**MATERIAL PROVIDED**
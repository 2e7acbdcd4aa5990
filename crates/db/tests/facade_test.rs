//! Integration tests for the orchestration facade.
//!
//! Requires a migrated Postgres database; tests skip when DATABASE_URL
//! is not set.

use std::env;

use chrono::NaiveDate;
use rust_decimal_macros::dec;
use sea_orm::{ColumnTrait, Database, DatabaseConnection, EntityTrait, QueryFilter};
use serde_json::json;
use uuid::Uuid;

use atrium_core::outbox::{event_types, NewOutboxEvent};
use atrium_core::policy::PolicyQuery;
use atrium_db::entities::{
    multi_currency_ledger_entries, outbox_events,
    sea_orm_active_enums::{EntrySide, InstanceStatus},
    workflow_definitions,
};
use atrium_db::repositories::facade::{Facade, NewLedgerEntry, SideEffects, WriteOutcome};
use atrium_db::repositories::policy_rule::{CreatePolicyRuleInput, PolicyRuleRepository};
use atrium_db::repositories::workflow::{InitialTaskInput, StartInstanceInput};
use atrium_shared::types::{TenantId, WorkflowDefinitionId};
use atrium_shared::AppError;

async fn connect() -> Option<DatabaseConnection> {
    let url = env::var("DATABASE_URL").ok()?;
    Database::connect(&url).await.ok()
}

fn ledger_entry(tenant_id: TenantId, invoice_id: Uuid) -> NewLedgerEntry {
    NewLedgerEntry {
        tenant_id,
        reference_type: "Invoice".to_string(),
        reference_id: invoice_id,
        posting_date: NaiveDate::from_ymd_opt(2026, 6, 1).expect("valid date"),
        txn_currency: "EUR".to_string(),
        txn_amount: dec!(1000.00),
        base_currency: "AED".to_string(),
        base_amount: dec!(3950.00),
        fx_rate: dec!(3.95000000),
        entry_side: EntrySide::Debit,
        notes: None,
        created_by: None,
    }
}

async fn count_rows(db: &DatabaseConnection, tenant_id: TenantId) -> (usize, usize) {
    let entries = multi_currency_ledger_entries::Entity::find()
        .filter(multi_currency_ledger_entries::Column::TenantId.eq(tenant_id.into_inner()))
        .all(db)
        .await
        .expect("list entries");
    let events = outbox_events::Entity::find()
        .filter(outbox_events::Column::TenantId.eq(tenant_id.into_inner()))
        .all(db)
        .await
        .expect("list events");
    (entries.len(), events.len())
}

#[tokio::test]
async fn test_perform_commits_mutation_and_side_effects_together() {
    let Some(db) = connect().await else { return };
    let facade = Facade::new(db.clone());
    let tenant_id = TenantId::new();

    let outcome = facade
        .perform(move |_txn| {
            Box::pin(async move {
                let invoice_id = Uuid::now_v7();
                let effects = SideEffects::none()
                    .with_ledger_entry(ledger_entry(tenant_id, invoice_id))
                    .with_event(NewOutboxEvent::keyed(
                        tenant_id,
                        event_types::INVOICE_CREATED,
                        "Invoice",
                        invoice_id,
                        json!({"invoice_id": invoice_id}),
                    ));
                Ok((invoice_id, effects))
            })
        })
        .await
        .expect("perform");
    let invoice_id = outcome.value;
    assert!(outcome.workflow.is_none());

    let (entries, events) = count_rows(&db, tenant_id).await;
    assert_eq!(entries, 1);
    assert_eq!(events, 1);

    let event = outbox_events::Entity::find()
        .filter(outbox_events::Column::TenantId.eq(tenant_id.into_inner()))
        .one(&db)
        .await
        .expect("find event")
        .expect("event exists");
    assert_eq!(event.aggregate_id, invoice_id);
    assert_eq!(
        event.dedup_key.as_deref(),
        Some(format!("invoice.created.{invoice_id}").as_str())
    );
}

#[tokio::test]
async fn test_perform_failure_rolls_back_everything() {
    let Some(db) = connect().await else { return };
    let facade = Facade::new(db.clone());
    let tenant_id = TenantId::new();

    let result: Result<WriteOutcome<Uuid>, AppError> = facade
        .perform(move |txn| {
            Box::pin(async move {
                // A write that must not survive the rollback.
                let invoice_id = Uuid::now_v7();
                atrium_db::repositories::outbox::OutboxRepository::append(
                    txn,
                    NewOutboxEvent::keyed(
                        tenant_id,
                        event_types::INVOICE_CREATED,
                        "Invoice",
                        invoice_id,
                        json!({}),
                    ),
                )
                .await?;

                Err(AppError::Validation("amount must be positive".to_string()))
            })
        })
        .await;

    assert!(matches!(result, Err(AppError::Validation(_))));

    let (entries, events) = count_rows(&db, tenant_id).await;
    assert_eq!(entries, 0);
    assert_eq!(events, 0);
}

#[tokio::test]
async fn test_perform_invalid_event_aborts_the_unit_of_work() {
    let Some(db) = connect().await else { return };
    let facade = Facade::new(db.clone());
    let tenant_id = TenantId::new();

    let result: Result<WriteOutcome<()>, AppError> = facade
        .perform(move |_txn| {
            Box::pin(async move {
                let invoice_id = Uuid::now_v7();
                let effects = SideEffects::none()
                    .with_ledger_entry(ledger_entry(tenant_id, invoice_id))
                    .with_event(NewOutboxEvent {
                        tenant_id,
                        event_type: String::new(),
                        aggregate_type: "Invoice".to_string(),
                        aggregate_id: invoice_id,
                        dedup_key: None,
                        payload: json!({}),
                    });
                Ok(((), effects))
            })
        })
        .await;

    assert!(result.is_err());

    // The ledger entry must not have survived the failed event append.
    let (entries, events) = count_rows(&db, tenant_id).await;
    assert_eq!(entries, 0);
    assert_eq!(events, 0);
}

async fn seed_definition(
    db: &DatabaseConnection,
    tenant_id: TenantId,
) -> workflow_definitions::Model {
    use sea_orm::{ActiveModelTrait, Set};

    let now = chrono::Utc::now().into();
    workflow_definitions::ActiveModel {
        id: Set(Uuid::now_v7()),
        tenant_id: Set(tenant_id.into_inner()),
        workflow_name: Set("Invoice Posting".to_string()),
        description: Set(None),
        auto_close: Set(true),
        rejection_terminal: Set(false),
        is_active: Set(true),
        created_at: Set(now),
        updated_at: Set(now),
    }
    .insert(db)
    .await
    .expect("seed definition")
}

#[tokio::test]
async fn test_perform_starts_workflow_in_same_unit() {
    let Some(db) = connect().await else { return };
    let facade = Facade::new(db.clone());
    let tenant_id = TenantId::new();
    let definition = seed_definition(&db, tenant_id).await;
    let definition_id = WorkflowDefinitionId::from_uuid(definition.id);

    let outcome = facade
        .perform(move |_txn| {
            Box::pin(async move {
                let invoice_id = Uuid::now_v7();
                let effects = SideEffects::none()
                    .with_ledger_entry(ledger_entry(tenant_id, invoice_id))
                    .with_workflow_start(StartInstanceInput {
                        tenant_id,
                        definition_id,
                        entity_type: "Invoice".to_string(),
                        entity_id: invoice_id,
                        context: None,
                        started_by: None,
                        initial_task: Some(InitialTaskInput::default()),
                        allow_concurrent: false,
                    });
                Ok((invoice_id, effects))
            })
        })
        .await
        .expect("perform");

    let started = outcome.workflow.expect("workflow started");
    assert_eq!(started.instance.status, InstanceStatus::Running);
    assert_eq!(started.instance.entity_id, outcome.value);
    let task = started.initial_task.expect("initial task");
    assert_eq!(task.task_name, "Invoice Posting Approval");

    // One ledger row and the instance-created event, committed together.
    let (entries, events) = count_rows(&db, tenant_id).await;
    assert_eq!(entries, 1);
    assert_eq!(events, 1);
}

#[tokio::test]
async fn test_perform_with_policy_hands_winning_rule_to_mutation() {
    let Some(db) = connect().await else { return };
    let tenant_id = TenantId::new();
    let rules = PolicyRuleRepository::new(db.clone());
    rules
        .create_rule(CreatePolicyRuleInput {
            tenant_id,
            country_code: "AE".to_string(),
            state_code: None,
            policy_area: "tax".to_string(),
            entity_type: "Invoice".to_string(),
            action_name: "post_invoice".to_string(),
            priority: 10,
            effective_from: None,
            effective_to: None,
            rules: json!({"vat_rate": "0.05"}),
            created_by: None,
        })
        .await
        .expect("create rule");

    let facade = Facade::new(db.clone());
    let query = PolicyQuery {
        country_code: "AE".to_string(),
        state_code: None,
        policy_area: "tax".to_string(),
        entity_type: "Invoice".to_string(),
        action_name: "post_invoice".to_string(),
        effective_on: NaiveDate::from_ymd_opt(2026, 6, 1).expect("valid date"),
    };

    let outcome = facade
        .perform_with_policy(tenant_id, &query, move |_txn, resolved| {
            Box::pin(async move {
                assert!(resolved.matched);
                let rule = resolved.rule.expect("winning rule");
                Ok((rule.rules["vat_rate"].clone(), SideEffects::none()))
            })
        })
        .await
        .expect("perform with policy");

    assert_eq!(outcome.value, json!("0.05"));
}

**AIM OF THE TASK**
Which lines above contain the word "repositories"? List them.

**REPLY TO THE TASK**
use atrium_db::repositories::facade::{Facade, NewLedgerEntry, SideEffects, WriteOutcome};
use atrium_db::repositories::policy_rule::{CreatePolicyRuleInput, PolicyRuleRepository};
use atrium_db::repositories::workflow::{InitialTaskInput, StartInstanceInput};
                atrium_db::repositories::outbox::OutboxRepository::append(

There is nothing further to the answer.